Largest contentful paint & first contentful paint
You can target the largest contentful paint and first contentful paint of your web application with the following query. It will select the 75th percentile of each metric, faceted by the page url. It will plot these value son a graph over the past month.
FROM PageViewTiming SELECT percentile(largestContentfulPaint, 75), percentile(firstContentfulPaint, 75) WHERE appName LIKE 'Your App Name' FACET pageUrl TIMESERIES MAX SINCE 1 month ago
Knowing the FCP and LCP values showcases which time users see something loading on the screen, until the largest element on the page is finally rendered. Together, this reflects how quickly users can access the main content of the page. A lower score here score indicates a fast-loading page, leading to quicker engagement and reduced bounce rates from your site.

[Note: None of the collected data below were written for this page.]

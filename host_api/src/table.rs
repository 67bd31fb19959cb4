//! The static import table: the declaration surface itself.
//!
//! Each entry binds a guest-visible operation to its wire-level import
//! symbol, its ordered parameter list, and its return type. Symbol strings
//! and parameter order/count/width are a byte-for-byte contract with the
//! host loader and must not drift; `contract_tests` pins them.
//!
//! Two entries carry no import symbol (`set_list_item_selected`,
//! `set_list_item_top_index`). The source contract declares them without a
//! binding, so they are dispatched locally as no-ops rather than resolved
//! against the host. The inconsistency is preserved deliberately.

use serde::{Deserialize, Serialize};

/// Import namespace the host loader resolves symbols within.
pub const IMPORT_MODULE: &str = "wiliwasm";

/// Subsystem grouping of the flat namespace.
#[derive(Debug, Clone, Copy, PartialEq, Eq, Hash, Serialize, Deserialize)]
pub enum Subsystem {
    General,
    Gpio,
    I2c,
    Spi,
    Uart,
    Pwm,
    Radio,
    Ir,
    Leds,
    Sound,
    FileIo,
    FileSystem,
    Ui,
    Panels,
    DebugPrint,
    Sensors,
    Fpga,
    ZoomIo,
    Rtc,
    Dialogs,
}

/// Primitive ABI types appearing in import signatures.
///
/// Buffer parameters subsume the pointer only; an explicit length argument
/// that follows or precedes a buffer in the C-level signature is listed as
/// its own entry so argument order and count are preserved exactly.
#[derive(Debug, Clone, Copy, PartialEq, Eq)]
pub enum AbiType {
    /// Signed 32-bit integer
    I32,
    /// Unsigned 32-bit integer
    U32,
    /// Unsigned 64-bit integer
    U64,
    /// 32-bit float
    F32,
    /// Unsigned 8-bit integer
    U8,
    /// Single character
    Char,
    /// NUL-terminated string pointer
    Str,
    /// Caller-supplied buffer the host reads from
    BufIn,
    /// Caller-supplied buffer the host writes into
    BufOut,
    /// Explicit buffer length argument
    Len,
    /// Pointer to a length: capacity on entry, bytes produced on exit
    LenInOut,
    /// Pointer to a 32-bit integer the host writes
    I32Out,
    /// No value
    Unit,
}

/// One entry of the import table.
#[derive(Debug, Clone, Copy, PartialEq, Eq)]
pub struct ImportDescriptor {
    /// Operation name on this side of the surface
    pub name: &'static str,
    /// Wire-level import symbol, if the entry is bound to the host
    pub symbol: Option<&'static str>,
    /// Ordered parameter types
    pub params: &'static [AbiType],
    /// Return type
    pub ret: AbiType,
    /// Subsystem the operation belongs to
    pub subsystem: Subsystem,
}

macro_rules! entry {
    ($name:literal, $symbol:expr, [$($param:ident),*], $ret:ident, $subsystem:ident) => {
        ImportDescriptor {
            name: $name,
            symbol: $symbol,
            params: &[$(AbiType::$param),*],
            ret: AbiType::$ret,
            subsystem: Subsystem::$subsystem,
        }
    };
}

/// The complete declaration surface, in declared order.
pub const IMPORT_TABLE: &[ImportDescriptor] = &[
    // General
    entry!("waitms", Some("waitms"), [I32], Unit, General),
    entry!("rand", Some("wilirand"), [], I32, General),
    entry!("millis", Some("millis"), [], U32, General),
    // GPIO
    entry!("set_io", Some("setIO"), [I32, I32], Unit, Gpio),
    entry!("get_io", Some("getIO"), [I32], U32, Gpio),
    entry!("get_all_io", Some("getAllIO"), [], U32, Gpio),
    // I2C
    entry!("i2c_read", Some("i2cRead"), [I32, I32, BufOut, Len], I32, I2c),
    entry!("i2c_write", Some("i2cWrite"), [I32, I32, BufIn, Len], I32, I2c),
    // SPI
    entry!("spi_read_write", Some("SPIReadWrite"), [BufIn, Len, BufOut], I32, Spi),
    // UART
    entry!("uart_rx_count", Some("UARTDataRxCount"), [], I32, Uart),
    entry!("uart_read", Some("UARTDataRead"), [BufOut, Len], I32, Uart),
    entry!("uart_write", Some("UARTDataWrite"), [BufIn, Len], I32, Uart),
    // PWM
    entry!("pwm_set_freq_duty", Some("PWMSetFreqDuty"), [I32, F32, F32], I32, Pwm),
    entry!("pwm_stop", Some("PWMStop"), [I32], I32, Pwm),
    // Radio
    entry!("radio_write", Some("RadioWrite"), [I32, BufIn, Len], I32, Radio),
    entry!("radio_read", Some("RadioRead"), [I32, BufOut, Len], I32, Radio),
    entry!("radio_rx_count", Some("RadioGetRxCount"), [I32], I32, Radio),
    entry!("radio_load_config", Some("RadioLoadConfig"), [I32, BufIn, Len], I32, Radio),
    entry!("radio_tx_sub_file", Some("RadioTxSubFile"), [I32, Str], I32, Radio),
    entry!("radio_set_tx", Some("RadioSetTx"), [I32], I32, Radio),
    entry!("radio_set_rx", Some("RadioSetRx"), [I32], I32, Radio),
    entry!("radio_set_idle", Some("RadioSetIdle"), [I32], I32, Radio),
    entry!("radio_rssi", Some("RadioGetRSSI"), [I32], I32, Radio),
    entry!("radio_lqi", Some("RadioGetLQI"), [I32], I32, Radio),
    entry!(
        "radio_sub_file_is_transmitting",
        Some("RadioSubFileIsTransmitting"),
        [],
        I32,
        Radio
    ),
    entry!("radio_sub_file_stop", Some("RadioSubFileStop"), [], Unit, Radio),
    // IR
    entry!("send_ir_data", Some("sendIRData"), [U32], Unit, Ir),
    // LEDs
    entry!(
        "set_board_led",
        Some("setBoardLED"),
        [I32, I32, I32, I32, I32, I32],
        Unit,
        Leds
    ),
    entry!("set_led_show_mode", Some("setLEDShowMode"), [I32], Unit, Leds),
    // Sound
    entry!("play_sound_from_file", Some("playSoundFromFile"), [Str], Unit, Sound),
    entry!(
        "play_sound_from_name_or_id",
        Some("playSoundFromNameOrID"),
        [Str, I32],
        Unit,
        Sound
    ),
    entry!(
        "play_sound_from_number",
        Some("playSoundFromNumber"),
        [I32, I32, F32, I32],
        Unit,
        Sound
    ),
    entry!(
        "play_sound_from_frequency",
        Some("playSoundFromFrequencyAndDuration"),
        [F32, F32, F32, Char],
        Unit,
        Sound
    ),
    // File IO. The open symbol is spelled "OpenFile" in the wire contract
    // while everything else in the group is lowerCamel; preserved as-is.
    entry!("open_file", Some("OpenFile"), [Str, I32], I32, FileIo),
    entry!("close_file", Some("closeFile"), [I32], I32, FileIo),
    entry!("write_file", Some("writeFile"), [I32, BufIn, Len], I32, FileIo),
    entry!(
        "pre_allocate_space_for_file",
        Some("preAllocateSpaceForFile"),
        [I32, I32],
        I32,
        FileIo
    ),
    entry!("read_file", Some("readFile"), [I32, BufOut, LenInOut], I32, FileIo),
    entry!("read_file_line", Some("readFileLine"), [I32, BufOut, LenInOut], I32, FileIo),
    entry!("set_file_position", Some("setFilePosition"), [I32, I32], I32, FileIo),
    entry!("get_file_position", Some("getFilePosition"), [I32], I32, FileIo),
    entry!("get_file_size", Some("getFileSize"), [I32], I32, FileIo),
    // File system
    entry!(
        "rename_file_or_directory",
        Some("renameFileOrDirectory"),
        [Str, Str],
        I32,
        FileSystem
    ),
    entry!("file_exists", Some("fileExists"), [Str], I32, FileSystem),
    entry!("make_directory", Some("makeDirectory"), [Str], I32, FileSystem),
    entry!("change_directory", Some("changeDirectory"), [Str], I32, FileSystem),
    entry!(
        "get_directory_item_by_index",
        Some("getDirectoryItemByIndex"),
        [Str, BufOut, I32, I32],
        I32,
        FileSystem
    ),
    entry!("get_volume_info", Some("getVolumeInfo"), [I32Out, I32Out], Unit, FileSystem),
    entry!(
        "remove_file_or_directory",
        Some("removeFileOrDirectory"),
        [Str],
        I32,
        FileSystem
    ),
    // UI / events
    entry!("get_event_data", Some("getEventData"), [BufOut], I32, Ui),
    entry!("has_event", Some("hasEvent"), [], I32, Ui),
    // Panels and controls
    entry!(
        "add_panel",
        Some("addPanel"),
        [I32, I32, I32, I32, I32, I32, I32, I32, I32],
        Unit,
        Panels
    ),
    entry!(
        "add_panel_pick_list",
        Some("addPanelPickList"),
        [I32, Str, I32, I32, U8, U8, U32, U8, U8, U32, I32],
        Unit,
        Panels
    ),
    entry!("set_panel_menu_text", Some("setPanelMenuText"), [I32, I32, Str], Unit, Panels),
    entry!(
        "add_control_led",
        Some("addControlLED"),
        [I32, I32, I32, I32, I32, I32, I32],
        Unit,
        Panels
    ),
    entry!("set_list_item_text", Some("setListItemText"), [I32, I32, Str], Unit, Panels),
    // Declared without an import binding; local no-ops.
    entry!("set_list_item_selected", None, [I32, I32], Unit, Panels),
    entry!("set_list_item_top_index", None, [I32, I32], Unit, Panels),
    entry!(
        "clear_log_or_plot_data",
        Some("clearLogOrPlotData"),
        [I32, I32],
        Unit,
        Panels
    ),
    entry!(
        "add_control_log_list",
        Some("addControlLogList"),
        [I32, I32, I32, I32, I32, I32, I32, I32, I32, I32, I32, I32, I32, I32, I32, I32, I32],
        Unit,
        Panels
    ),
    entry!(
        "add_control_plot_x_axis",
        Some("addControlPlotXAxis"),
        [I32, I32, I32, U64, U64],
        Unit,
        Panels
    ),
    entry!(
        "add_control_plot_data",
        Some("addControlPlotData"),
        [I32, I32, I32, I32],
        Unit,
        Panels
    ),
    entry!(
        "add_control_plot",
        Some("addControlPlot"),
        [I32, I32, I32, I32, I32, I32, I32, I32, I32, I32, I32, I32, I32],
        Unit,
        Panels
    ),
    entry!(
        "add_control_number",
        Some("addControlNumber"),
        [I32, I32, I32, I32, I32, I32, I32, I32, I32, I32, I32, I32, I32, I32, I32],
        Unit,
        Panels
    ),
    entry!(
        "add_control_picture",
        Some("addControlPicture"),
        [I32, I32, I32, I32, I32, I32],
        Unit,
        Panels
    ),
    entry!(
        "add_control_text",
        Some("addControlText"),
        [I32, I32, I32, I32, I32, I32, I32, I32, I32, Str],
        Unit,
        Panels
    ),
    entry!(
        "add_control_bargraph",
        Some("addControlBargraph"),
        [I32, I32, I32, I32, I32, I32, I32, I32, I32, I32, I32, I32],
        Unit,
        Panels
    ),
    entry!(
        "add_control_button",
        Some("addControlButton"),
        [I32, I32, I32, I32, I32, I32, I32, I32, I32, I32, I32, I32, I32, Str],
        Unit,
        Panels
    ),
    entry!(
        "set_control_value_min_max",
        Some("setControlValueMinMax"),
        [I32, I32, I32, I32, I32],
        Unit,
        Panels
    ),
    entry!(
        "set_control_value_min_max_f",
        Some("setControlValueMinMaxF"),
        [I32, I32, I32, F32, F32],
        Unit,
        Panels
    ),
    entry!("set_log_data_text", Some("setLogDataText"), [I32, Str], Unit, Panels),
    entry!("set_plot_data", Some("setPlotData"), [I32, I32, I32], Unit, Panels),
    entry!("set_control_value", Some("setControlValue"), [I32, I32, I32], Unit, Panels),
    entry!(
        "set_control_value_float",
        Some("setControlValueFloat"),
        [I32, I32, F32],
        Unit,
        Panels
    ),
    entry!("exit_to_main_app_menu", Some("exitToMainAppMenu"), [], Unit, Panels),
    entry!("show_panel", Some("showPanel"), [I32], Unit, Panels),
    entry!(
        "add_control_picture_from_file",
        Some("addControlPictureFromFile"),
        [I32, I32, I32, I32, Str, I32],
        Unit,
        Panels
    ),
    // Debug print
    entry!("print_int", Some("printInt"), [Str, I32, I32, I32], Unit, DebugPrint),
    entry!("print_float", Some("printFloat"), [Str, I32, F32], Unit, DebugPrint),
    // Sensors
    entry!(
        "set_audio_settings",
        Some("setAudioSettings"),
        [I32, I32, I32, I32, I32, I32],
        Unit,
        Sensors
    ),
    entry!(
        "set_sensor_settings",
        Some("setSensorSettings"),
        [I32, I32, I32, I32, I32, I32, I32, I32, I32, I32, I32],
        Unit,
        Sensors
    ),
    entry!(
        "set_app_log_settings",
        Some("setAppLogSettings"),
        [I32, I32, I32, I32, I32],
        Unit,
        Sensors
    ),
    // FPGA
    entry!("load_fpga_from_file", Some("loadFPGAFromFile"), [Str], I32, Fpga),
    // Zoom IO
    entry!("run_zoom_io_script", Some("runZoomIOScript"), [Str], I32, ZoomIo),
    // RTC. The response arrives later as a GuiRtcResponse event.
    entry!("get_rtc", Some("getRTC"), [], Unit, Rtc),
    // Dialogs
    entry!(
        "show_dialog_msg_box",
        Some("showDialogMsgBox"),
        [Str, I32, I32, I32, I32, I32],
        Unit,
        Dialogs
    ),
    entry!(
        "show_dialog_progress_bar",
        Some("showDialogProgressBar"),
        [Str, I32, I32, I32],
        Unit,
        Dialogs
    ),
    entry!(
        "show_dialog_num_edit",
        Some("showDialogNumEdit"),
        [Str, I32, I32, I32, I32, I32, I32],
        Unit,
        Dialogs
    ),
    entry!(
        "show_dialog_num_edit_float",
        Some("showDialogNumEditFloat"),
        [Str, I32, I32, F32, I32, I32],
        Unit,
        Dialogs
    ),
    entry!(
        "show_dialog_text_edit",
        Some("showDialogTextEdit"),
        [Str, Str],
        Unit,
        Dialogs
    ),
    entry!(
        "show_dialog_pick_list",
        Some("showDialogPickList"),
        [Str, I32, I32],
        Unit,
        Dialogs
    ),
];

🧠 Hint! If you want to know the element which calculated largest contentful paint, then facet by the elementId and its size:
FROM PageViewTiming SELECT percentile(largestContentfulPaint, 75) WHERE elementId != '' AND appName LIKE 'Your App Name' FACET elementId, elementSize TIMESERIES MAX SINCE 1 month ago
First input delay
Measuring the delay between the user’s first interaction on the site to the response of that interaction can be accomplished with the following New Relic NRQL query:
SELECT percentile(firstInputDelay, 75) as 'fid' FROM PageViewTiming WHERE timingName = 'firstInteraction' TIMESERIES FACET browserTransactionName, interactionType WHERE routePath LIKE '%condition-builder.create%' SINCE 1 month ago
The First Input Delay value represents how smoothly and quickly a page becomes interactive. A good lower value means users can interact with the page without frustrating delays, resulting in a positive user experience.
How this works is a timer starts when the first user interaction occurs, like a mouse click or key press. The browser then checks if any long-running tasks are happening on the main thread. Once the main thread can begin processing event handlers in response to that interaction, then First Input Delay is calculated.
Cumulative Layout Shift
The visual stability during the entire lifespan of a page of your webpage is measured with Cumulative Layout Shift. Lower scores mean the page is visually stable when the web page is loading all text, images, and other parts of the document, and higher scores lead to more visually unstable experiences.
FROM PageViewTiming SELECT percentile(cumulativeLayoutShift, 75) WHERE appName LIKE 'Your app name' TIMESERIES SINCE 1 month ago
Cumulative layout shift represents all individual layout shifts that happen on the page. A layout shift occurs when elements change their start position. For example, When a new element is added to the DOM or an existing element changes size, and visible elements change their start position, then there is a cumulative layout shift.
How do I get notified when these web vitals are not meeting a threshold?
You can create New Relic alert conditions for your web application’s user experience. This guide is not focused on alert creation, so I will leave a link to the docs here. When a threshold is not met for any of the web vitals, you can diagnose the specific issue with your web page, make adjustments to the user experience, and continue monitoring your web application.